DIRECTIONS
Only a slice of the listing below is wanted. Retype the lines from the one containing "to any group" through the one containing "pub fn from_bytes(bytes: &[u8])", exactly, both ends included.

GIVEN RECORDS section start

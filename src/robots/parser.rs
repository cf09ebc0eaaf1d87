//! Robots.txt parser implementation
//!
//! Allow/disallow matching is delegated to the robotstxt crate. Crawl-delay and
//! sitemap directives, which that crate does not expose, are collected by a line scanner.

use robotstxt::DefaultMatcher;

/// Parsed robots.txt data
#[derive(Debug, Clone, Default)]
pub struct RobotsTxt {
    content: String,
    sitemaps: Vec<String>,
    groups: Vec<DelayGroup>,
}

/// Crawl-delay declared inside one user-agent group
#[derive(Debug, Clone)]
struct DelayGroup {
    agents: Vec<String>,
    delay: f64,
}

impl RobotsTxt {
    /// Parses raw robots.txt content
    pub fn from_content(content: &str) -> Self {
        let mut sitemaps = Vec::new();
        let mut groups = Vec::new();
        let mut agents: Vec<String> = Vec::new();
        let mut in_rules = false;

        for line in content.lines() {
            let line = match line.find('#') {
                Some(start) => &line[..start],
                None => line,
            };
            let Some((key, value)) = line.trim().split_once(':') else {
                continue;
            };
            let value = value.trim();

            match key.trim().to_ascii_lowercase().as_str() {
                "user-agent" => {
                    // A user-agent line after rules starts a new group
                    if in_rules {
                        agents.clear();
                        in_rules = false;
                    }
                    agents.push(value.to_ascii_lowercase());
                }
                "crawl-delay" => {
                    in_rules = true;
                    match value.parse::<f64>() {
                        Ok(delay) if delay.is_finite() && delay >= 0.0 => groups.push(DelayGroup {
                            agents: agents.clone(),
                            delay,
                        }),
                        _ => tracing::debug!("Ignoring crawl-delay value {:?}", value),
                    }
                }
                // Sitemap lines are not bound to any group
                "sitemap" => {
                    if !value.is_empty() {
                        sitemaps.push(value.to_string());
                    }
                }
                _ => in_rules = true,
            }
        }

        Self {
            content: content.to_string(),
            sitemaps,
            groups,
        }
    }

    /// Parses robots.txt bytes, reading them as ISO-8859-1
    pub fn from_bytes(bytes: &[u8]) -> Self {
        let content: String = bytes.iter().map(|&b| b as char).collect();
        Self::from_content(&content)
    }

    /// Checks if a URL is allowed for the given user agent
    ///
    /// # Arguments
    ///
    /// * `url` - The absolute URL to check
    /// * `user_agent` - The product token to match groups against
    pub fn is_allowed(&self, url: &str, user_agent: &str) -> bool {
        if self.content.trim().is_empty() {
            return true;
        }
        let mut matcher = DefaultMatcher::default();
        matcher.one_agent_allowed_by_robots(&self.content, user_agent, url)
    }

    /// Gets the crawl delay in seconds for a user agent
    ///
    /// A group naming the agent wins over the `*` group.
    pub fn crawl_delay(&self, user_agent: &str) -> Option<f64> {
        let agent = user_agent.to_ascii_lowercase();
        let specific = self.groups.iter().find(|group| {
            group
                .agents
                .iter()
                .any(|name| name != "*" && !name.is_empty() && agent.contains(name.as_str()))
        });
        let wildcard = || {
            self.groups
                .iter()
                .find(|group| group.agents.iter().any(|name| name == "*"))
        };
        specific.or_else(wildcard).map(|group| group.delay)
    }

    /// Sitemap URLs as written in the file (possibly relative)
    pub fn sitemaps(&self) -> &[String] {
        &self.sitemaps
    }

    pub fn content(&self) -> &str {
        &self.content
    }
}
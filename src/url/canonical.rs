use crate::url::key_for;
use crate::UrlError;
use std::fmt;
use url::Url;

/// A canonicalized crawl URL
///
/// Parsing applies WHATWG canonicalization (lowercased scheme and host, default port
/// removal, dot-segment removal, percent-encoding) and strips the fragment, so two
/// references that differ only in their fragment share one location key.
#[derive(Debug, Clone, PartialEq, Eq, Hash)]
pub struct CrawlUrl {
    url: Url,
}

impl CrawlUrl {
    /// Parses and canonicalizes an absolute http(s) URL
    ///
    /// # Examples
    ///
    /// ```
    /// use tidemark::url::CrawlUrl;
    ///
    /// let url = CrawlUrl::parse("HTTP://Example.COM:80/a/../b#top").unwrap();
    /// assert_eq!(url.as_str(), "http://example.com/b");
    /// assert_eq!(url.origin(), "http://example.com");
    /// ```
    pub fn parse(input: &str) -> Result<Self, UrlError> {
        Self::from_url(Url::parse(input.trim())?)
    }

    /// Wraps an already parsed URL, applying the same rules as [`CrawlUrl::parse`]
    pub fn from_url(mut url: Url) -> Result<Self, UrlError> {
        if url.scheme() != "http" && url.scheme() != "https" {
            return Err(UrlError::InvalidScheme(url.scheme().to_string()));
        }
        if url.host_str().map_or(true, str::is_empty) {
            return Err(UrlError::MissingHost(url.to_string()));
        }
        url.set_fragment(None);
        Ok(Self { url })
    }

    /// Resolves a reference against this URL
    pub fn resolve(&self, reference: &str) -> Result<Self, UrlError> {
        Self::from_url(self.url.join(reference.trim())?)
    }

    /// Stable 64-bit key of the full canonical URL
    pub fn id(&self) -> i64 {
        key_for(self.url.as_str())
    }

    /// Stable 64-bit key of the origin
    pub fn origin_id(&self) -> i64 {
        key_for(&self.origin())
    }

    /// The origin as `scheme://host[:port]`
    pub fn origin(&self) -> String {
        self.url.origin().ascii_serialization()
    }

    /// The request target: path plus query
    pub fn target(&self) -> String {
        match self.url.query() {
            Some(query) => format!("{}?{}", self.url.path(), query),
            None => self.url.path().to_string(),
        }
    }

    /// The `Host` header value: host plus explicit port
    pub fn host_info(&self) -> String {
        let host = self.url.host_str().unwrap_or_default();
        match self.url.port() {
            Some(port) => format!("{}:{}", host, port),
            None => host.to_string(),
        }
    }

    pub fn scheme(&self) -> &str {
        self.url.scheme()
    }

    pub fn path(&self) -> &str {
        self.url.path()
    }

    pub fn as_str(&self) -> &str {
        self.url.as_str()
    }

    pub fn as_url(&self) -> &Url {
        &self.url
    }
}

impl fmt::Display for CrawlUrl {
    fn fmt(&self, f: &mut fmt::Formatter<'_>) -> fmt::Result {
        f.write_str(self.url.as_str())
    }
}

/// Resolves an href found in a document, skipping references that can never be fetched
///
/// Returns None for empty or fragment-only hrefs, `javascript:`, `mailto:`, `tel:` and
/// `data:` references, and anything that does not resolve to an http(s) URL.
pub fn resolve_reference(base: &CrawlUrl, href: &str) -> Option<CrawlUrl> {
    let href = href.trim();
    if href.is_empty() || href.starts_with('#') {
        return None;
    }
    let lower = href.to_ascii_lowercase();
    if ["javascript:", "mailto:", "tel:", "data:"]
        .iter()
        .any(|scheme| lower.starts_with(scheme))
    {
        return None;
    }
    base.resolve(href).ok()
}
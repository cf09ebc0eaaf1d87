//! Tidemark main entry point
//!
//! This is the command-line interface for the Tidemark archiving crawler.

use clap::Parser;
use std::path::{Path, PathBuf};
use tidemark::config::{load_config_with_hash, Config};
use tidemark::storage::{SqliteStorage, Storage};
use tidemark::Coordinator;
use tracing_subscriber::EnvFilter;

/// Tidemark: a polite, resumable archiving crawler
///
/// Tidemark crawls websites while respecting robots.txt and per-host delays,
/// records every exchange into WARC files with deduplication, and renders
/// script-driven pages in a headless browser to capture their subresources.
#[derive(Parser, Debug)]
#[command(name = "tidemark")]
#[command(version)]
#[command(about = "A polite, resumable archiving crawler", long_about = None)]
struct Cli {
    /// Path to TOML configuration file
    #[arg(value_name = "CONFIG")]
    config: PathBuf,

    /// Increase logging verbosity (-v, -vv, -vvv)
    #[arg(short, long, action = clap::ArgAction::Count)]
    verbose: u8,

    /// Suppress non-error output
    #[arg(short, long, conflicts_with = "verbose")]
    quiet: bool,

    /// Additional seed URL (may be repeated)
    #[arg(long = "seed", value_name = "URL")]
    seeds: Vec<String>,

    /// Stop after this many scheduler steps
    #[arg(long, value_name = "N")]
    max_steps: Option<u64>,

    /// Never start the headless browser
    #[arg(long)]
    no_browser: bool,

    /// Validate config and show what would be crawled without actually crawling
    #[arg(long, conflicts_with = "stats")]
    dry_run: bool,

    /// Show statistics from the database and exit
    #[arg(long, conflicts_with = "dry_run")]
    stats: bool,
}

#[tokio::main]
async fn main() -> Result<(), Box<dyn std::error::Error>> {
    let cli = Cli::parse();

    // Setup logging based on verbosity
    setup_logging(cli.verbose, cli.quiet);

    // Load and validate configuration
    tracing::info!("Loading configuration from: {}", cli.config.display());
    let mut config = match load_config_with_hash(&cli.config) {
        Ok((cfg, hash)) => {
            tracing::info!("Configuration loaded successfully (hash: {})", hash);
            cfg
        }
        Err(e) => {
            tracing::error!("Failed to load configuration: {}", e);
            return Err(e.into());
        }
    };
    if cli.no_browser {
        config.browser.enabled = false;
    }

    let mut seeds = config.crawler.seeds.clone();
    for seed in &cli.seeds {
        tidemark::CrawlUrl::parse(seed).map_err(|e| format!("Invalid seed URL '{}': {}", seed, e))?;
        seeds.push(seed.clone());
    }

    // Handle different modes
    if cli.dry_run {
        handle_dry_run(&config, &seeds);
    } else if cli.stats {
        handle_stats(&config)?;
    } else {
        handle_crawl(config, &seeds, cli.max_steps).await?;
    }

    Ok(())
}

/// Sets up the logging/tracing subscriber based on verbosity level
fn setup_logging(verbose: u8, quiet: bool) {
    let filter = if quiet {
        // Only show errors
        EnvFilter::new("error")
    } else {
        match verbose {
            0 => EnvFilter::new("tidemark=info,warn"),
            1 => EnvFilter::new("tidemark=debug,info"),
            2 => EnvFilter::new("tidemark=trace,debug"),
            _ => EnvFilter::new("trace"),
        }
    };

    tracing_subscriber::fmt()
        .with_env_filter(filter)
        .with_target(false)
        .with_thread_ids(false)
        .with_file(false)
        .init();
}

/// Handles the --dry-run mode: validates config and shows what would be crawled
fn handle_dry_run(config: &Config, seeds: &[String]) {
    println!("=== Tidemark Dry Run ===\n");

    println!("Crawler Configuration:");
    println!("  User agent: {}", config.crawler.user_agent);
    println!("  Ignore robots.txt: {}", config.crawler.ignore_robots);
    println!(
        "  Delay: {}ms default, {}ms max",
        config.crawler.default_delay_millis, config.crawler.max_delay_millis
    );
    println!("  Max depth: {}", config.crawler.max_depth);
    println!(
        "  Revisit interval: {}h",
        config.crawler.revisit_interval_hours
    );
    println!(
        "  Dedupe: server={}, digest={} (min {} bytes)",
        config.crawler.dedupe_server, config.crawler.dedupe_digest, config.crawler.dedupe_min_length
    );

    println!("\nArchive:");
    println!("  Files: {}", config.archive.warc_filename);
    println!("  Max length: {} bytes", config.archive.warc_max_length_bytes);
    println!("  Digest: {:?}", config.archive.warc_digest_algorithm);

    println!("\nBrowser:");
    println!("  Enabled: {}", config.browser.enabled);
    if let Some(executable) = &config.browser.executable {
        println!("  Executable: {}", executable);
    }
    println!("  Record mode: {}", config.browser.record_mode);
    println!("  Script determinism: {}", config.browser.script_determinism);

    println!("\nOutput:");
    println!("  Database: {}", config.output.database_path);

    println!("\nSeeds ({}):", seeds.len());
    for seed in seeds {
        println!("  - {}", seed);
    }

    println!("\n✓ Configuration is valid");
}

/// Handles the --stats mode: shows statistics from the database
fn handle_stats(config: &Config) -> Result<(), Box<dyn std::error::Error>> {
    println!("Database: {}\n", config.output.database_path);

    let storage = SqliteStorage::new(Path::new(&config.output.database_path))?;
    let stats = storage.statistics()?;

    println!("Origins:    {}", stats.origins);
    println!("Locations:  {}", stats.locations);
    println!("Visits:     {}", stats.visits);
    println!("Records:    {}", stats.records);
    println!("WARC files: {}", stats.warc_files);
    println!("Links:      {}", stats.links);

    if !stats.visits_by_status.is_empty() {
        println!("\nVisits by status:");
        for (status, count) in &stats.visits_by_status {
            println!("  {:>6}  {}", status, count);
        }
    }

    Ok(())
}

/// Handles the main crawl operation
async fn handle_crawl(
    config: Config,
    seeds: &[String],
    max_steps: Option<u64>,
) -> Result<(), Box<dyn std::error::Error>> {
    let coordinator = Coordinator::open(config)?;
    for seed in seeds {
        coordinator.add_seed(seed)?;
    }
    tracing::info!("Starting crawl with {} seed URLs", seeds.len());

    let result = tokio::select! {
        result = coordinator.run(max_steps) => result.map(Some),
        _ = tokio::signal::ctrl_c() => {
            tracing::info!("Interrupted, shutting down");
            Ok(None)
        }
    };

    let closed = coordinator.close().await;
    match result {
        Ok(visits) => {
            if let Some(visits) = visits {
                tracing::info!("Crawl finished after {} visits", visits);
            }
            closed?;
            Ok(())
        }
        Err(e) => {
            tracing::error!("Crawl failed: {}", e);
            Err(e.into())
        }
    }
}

GIVEN RECORDS section end

ANSWER SECTION
                // Sitemap lines are not bound to any group
                "sitemap" => {
                    if !value.is_empty() {
                        sitemaps.push(value.to_string());
                    }
                }
                _ => in_rules = true,
            }
        }

        Self {
            content: content.to_string(),
            sitemaps,
            groups,
        }
    }

    /// Parses robots.txt bytes, reading them as ISO-8859-1
    pub fn from_bytes(bytes: &[u8]) -> Self {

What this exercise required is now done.